[Stored items]
Content starts

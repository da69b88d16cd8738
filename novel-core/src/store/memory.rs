use chrono::Utc;
use rusqlite::{params, Connection, OptionalExtension, Row};

use super::novels::get_novel_on;
use super::{conflict_on_unique, json_column, Store};
use crate::error::{NovelError, Result};
use crate::model::{
    Character, CharacterId, Foreshadowing, ForeshadowingId, NovelId, SettingId, WorldSetting,
};

const CHARACTER_COLUMNS: &str =
    "id, novel_id, name, description, first_appearance, last_appearance, created_at";
const SETTING_COLUMNS: &str =
    "id, novel_id, title, category, description, related_chapters, created_at";
const FORESHADOWING_COLUMNS: &str = "id, novel_id, title, content, planted_chapter, \
     planned_reveal_chapter, revealed, revealed_chapter, created_at";

#[derive(Debug, Clone, Default)]
pub struct NewCharacter {
    pub name: String,
    pub description: String,
    pub first_appearance: Option<u32>,
    pub last_appearance: Option<u32>,
}

#[derive(Debug, Clone, Default)]
pub struct NewSetting {
    pub title: String,
    pub category: String,
    pub description: String,
    pub related_chapters: Vec<u32>,
}

#[derive(Debug, Clone, Default)]
pub struct NewForeshadowing {
    pub title: String,
    pub content: String,
    pub planted_chapter: u32,
    pub planned_reveal_chapter: Option<u32>,
}

fn character_from_row(row: &Row<'_>) -> rusqlite::Result<Character> {
    Ok(Character {
        id: row.get(0)?,
        novel_id: row.get(1)?,
        name: row.get(2)?,
        description: row.get(3)?,
        first_appearance: row.get(4)?,
        last_appearance: row.get(5)?,
        created_at: row.get(6)?,
    })
}

fn setting_from_row(row: &Row<'_>) -> rusqlite::Result<WorldSetting> {
    Ok(WorldSetting {
        id: row.get(0)?,
        novel_id: row.get(1)?,
        title: row.get(2)?,
        category: row.get(3)?,
        description: row.get(4)?,
        related_chapters: json_column(row.get(5)?, 5)?,
        created_at: row.get(6)?,
    })
}

fn foreshadowing_from_row(row: &Row<'_>) -> rusqlite::Result<Foreshadowing> {
    Ok(Foreshadowing {
        id: row.get(0)?,
        novel_id: row.get(1)?,
        title: row.get(2)?,
        content: row.get(3)?,
        planted_chapter: row.get(4)?,
        planned_reveal_chapter: row.get(5)?,
        revealed: row.get(6)?,
        revealed_chapter: row.get(7)?,
        created_at: row.get(8)?,
    })
}

fn find_character_on(conn: &Connection, novel_id: NovelId, name: &str) -> Result<Option<Character>> {
    Ok(conn
        .query_row(
            &format!("SELECT {CHARACTER_COLUMNS} FROM characters WHERE novel_id = ?1 AND name = ?2"),
            params![novel_id, name],
            character_from_row,
        )
        .optional()?)
}

fn find_setting_on(conn: &Connection, novel_id: NovelId, title: &str) -> Result<Option<WorldSetting>> {
    Ok(conn
        .query_row(
            &format!("SELECT {SETTING_COLUMNS} FROM world_settings WHERE novel_id = ?1 AND title = ?2"),
            params![novel_id, title],
            setting_from_row,
        )
        .optional()?)
}

fn get_foreshadowing_on(conn: &Connection, id: ForeshadowingId) -> Result<Foreshadowing> {
    conn.query_row(
        &format!("SELECT {FORESHADOWING_COLUMNS} FROM foreshadowings WHERE id = ?1"),
        params![id],
        foreshadowing_from_row,
    )
    .optional()?
    .ok_or_else(|| NovelError::not_found("Foreshadowing", id))
}

fn insert_character_on(conn: &Connection, character: &Character) -> Result<()> {
    conn.execute(
        &format!("INSERT INTO characters ({CHARACTER_COLUMNS}) VALUES (?1, ?2, ?3, ?4, ?5, ?6, ?7)"),
        params![
            character.id,
            character.novel_id,
            character.name,
            character.description,
            character.first_appearance,
            character.last_appearance,
            character.created_at
        ],
    )
    .map_err(|e| conflict_on_unique(e, format!("character '{}' already exists", character.name)))?;
    Ok(())
}

fn insert_setting_on(conn: &Connection, setting: &WorldSetting) -> Result<()> {
    conn.execute(
        &format!("INSERT INTO world_settings ({SETTING_COLUMNS}) VALUES (?1, ?2, ?3, ?4, ?5, ?6, ?7)"),
        params![
            setting.id,
            setting.novel_id,
            setting.title,
            setting.category,
            setting.description,
            serde_json::to_string(&setting.related_chapters)?,
            setting.created_at
        ],
    )
    .map_err(|e| conflict_on_unique(e, format!("setting '{}' already exists", setting.title)))?;
    Ok(())
}

fn required(value: &str, what: &str) -> Result<String> {
    let trimmed = value.trim();
    if trimmed.is_empty() {
        return Err(NovelError::Validation(format!("{what} is required")));
    }
    Ok(trimmed.to_string())
}

impl Store {
    pub fn create_character(&self, novel_id: NovelId, new: NewCharacter) -> Result<Character> {
        let character = Character {
            id: CharacterId::new(),
            novel_id,
            name: required(&new.name, "character name")?,
            description: new.description,
            first_appearance: new.first_appearance,
            last_appearance: new.last_appearance,
            created_at: Utc::now(),
        };
        self.transaction(|tx| {
            get_novel_on(tx, novel_id)?;
            insert_character_on(tx, &character)
        })?;
        Ok(character)
    }

    pub fn list_characters(&self, novel_id: NovelId) -> Result<Vec<Character>> {
        self.read(|conn| {
            let mut stmt = conn.prepare(&format!(
                "SELECT {CHARACTER_COLUMNS} FROM characters WHERE novel_id = ?1 ORDER BY name"
            ))?;
            let characters = stmt
                .query_map(params![novel_id], character_from_row)?
                .collect::<rusqlite::Result<Vec<_>>>()?;
            Ok(characters)
        })
    }

    /// Record that `name` appeared in `chapter`, creating the character if new.
    ///
    /// A non-empty `description` replaces the stored one.
    pub fn record_character_appearance(
        &self,
        novel_id: NovelId,
        name: &str,
        description: &str,
        chapter: u32,
    ) -> Result<Character> {
        let name = required(name, "character name")?;
        self.transaction(|tx| match find_character_on(tx, novel_id, &name)? {
            Some(mut character) => {
                character.record_appearance(chapter);
                if !description.trim().is_empty() {
                    character.description = description.trim().to_string();
                }
                tx.execute(
                    "UPDATE characters SET description = ?2, first_appearance = ?3, last_appearance = ?4
                     WHERE id = ?1",
                    params![
                        character.id,
                        character.description,
                        character.first_appearance,
                        character.last_appearance
                    ],
                )?;
                Ok(character)
            }
            None => {
                let character = Character {
                    id: CharacterId::new(),
                    novel_id,
                    name: name.clone(),
                    description: description.trim().to_string(),
                    first_appearance: Some(chapter),
                    last_appearance: Some(chapter),
                    created_at: Utc::now(),
                };
                insert_character_on(tx, &character)?;
                Ok(character)
            }
        })
    }

    pub fn create_setting(&self, novel_id: NovelId, new: NewSetting) -> Result<WorldSetting> {
        let mut related = new.related_chapters;
        related.sort_unstable();
        related.dedup();
        let setting = WorldSetting {
            id: SettingId::new(),
            novel_id,
            title: required(&new.title, "setting title")?,
            category: new.category,
            description: new.description,
            related_chapters: related,
            created_at: Utc::now(),
        };
        self.transaction(|tx| {
            get_novel_on(tx, novel_id)?;
            insert_setting_on(tx, &setting)
        })?;
        Ok(setting)
    }

    pub fn list_settings(&self, novel_id: NovelId) -> Result<Vec<WorldSetting>> {
        self.read(|conn| {
            let mut stmt = conn.prepare(&format!(
                "SELECT {SETTING_COLUMNS} FROM world_settings WHERE novel_id = ?1 ORDER BY title"
            ))?;
            let settings = stmt
                .query_map(params![novel_id], setting_from_row)?
                .collect::<rusqlite::Result<Vec<_>>>()?;
            Ok(settings)
        })
    }

    /// Relate `chapter` to the setting titled `title`, creating it if new.
    pub fn record_setting_mention(
        &self,
        novel_id: NovelId,
        title: &str,
        category: &str,
        description: &str,
        chapter: u32,
    ) -> Result<WorldSetting> {
        let title = required(title, "setting title")?;
        self.transaction(|tx| match find_setting_on(tx, novel_id, &title)? {
            Some(mut setting) => {
                setting.relate_chapter(chapter);
                if !description.trim().is_empty() {
                    setting.description = description.trim().to_string();
                }
                tx.execute(
                    "UPDATE world_settings SET description = ?2, related_chapters = ?3 WHERE id = ?1",
                    params![
                        setting.id,
                        setting.description,
                        serde_json::to_string(&setting.related_chapters)?
                    ],
                )?;
                Ok(setting)
            }
            None => {
                let setting = WorldSetting {
                    id: SettingId::new(),
                    novel_id,
                    title: title.clone(),
                    category: category.to_string(),
                    description: description.trim().to_string(),
                    related_chapters: vec![chapter],
                    created_at: Utc::now(),
                };
                insert_setting_on(tx, &setting)?;
                Ok(setting)
            }
        })
    }

    pub fn create_foreshadowing(
        &self,
        novel_id: NovelId,
        new: NewForeshadowing,
    ) -> Result<Foreshadowing> {
        let item = Foreshadowing {
            id: ForeshadowingId::new(),
            novel_id,
            title: required(&new.title, "foreshadowing title")?,
            content: new.content,
            planted_chapter: new.planted_chapter,
            planned_reveal_chapter: new.planned_reveal_chapter,
            revealed: false,
            revealed_chapter: None,
            created_at: Utc::now(),
        };
        self.transaction(|tx| {
            get_novel_on(tx, novel_id)?;
            tx.execute(
                &format!(
                    "INSERT INTO foreshadowings ({FORESHADOWING_COLUMNS})
                     VALUES (?1, ?2, ?3, ?4, ?5, ?6, 0, NULL, ?7)"
                ),
                params![
                    item.id,
                    item.novel_id,
                    item.title,
                    item.content,
                    item.planted_chapter,
                    item.planned_reveal_chapter,
                    item.created_at
                ],
            )?;
            Ok(())
        })?;
        Ok(item)
    }

    pub fn get_foreshadowing(&self, id: ForeshadowingId) -> Result<Foreshadowing> {
        self.read(|conn| get_foreshadowing_on(conn, id))
    }

    pub fn list_foreshadowing(&self, novel_id: NovelId) -> Result<Vec<Foreshadowing>> {
        self.list_foreshadowing_where(novel_id, "")
    }

    pub fn list_unrevealed_foreshadowing(&self, novel_id: NovelId) -> Result<Vec<Foreshadowing>> {
        self.list_foreshadowing_where(novel_id, "AND revealed = 0")
    }

    fn list_foreshadowing_where(&self, novel_id: NovelId, filter: &str) -> Result<Vec<Foreshadowing>> {
        self.read(|conn| {
            let mut stmt = conn.prepare(&format!(
                "SELECT {FORESHADOWING_COLUMNS} FROM foreshadowings
                 WHERE novel_id = ?1 {filter} ORDER BY planted_chapter, created_at"
            ))?;
            let items = stmt
                .query_map(params![novel_id], foreshadowing_from_row)?
                .collect::<rusqlite::Result<Vec<_>>>()?;
            Ok(items)
        })
    }

    /// Mark a thread revealed in `chapter`. Revealing is one-way: a second
    /// reveal is a conflict and never moves `revealed_chapter`.
    pub fn reveal_foreshadowing(&self, id: ForeshadowingId, chapter: u32) -> Result<Foreshadowing> {
        self.transaction(|tx| {
            let mut item = get_foreshadowing_on(tx, id)?;
            if item.revealed {
                return Err(NovelError::Conflict(format!(
                    "foreshadowing '{}' was already revealed",
                    item.title
                )));
            }
            tx.execute(
                "UPDATE foreshadowings SET revealed = 1, revealed_chapter = ?2 WHERE id = ?1 AND revealed = 0",
                params![id, chapter],
            )?;
            item.revealed = true;
            item.revealed_chapter = Some(chapter);
            tracing::info!(foreshadowing = %id, chapter, "foreshadowing revealed");
            Ok(item)
        })
    }
}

Content ends

Exercise details: Gather from the data above every line with the string "what".

Exercise answer:
fn required(value: &str, what: &str) -> Result<String> {
        return Err(NovelError::Validation(format!("{what} is required")));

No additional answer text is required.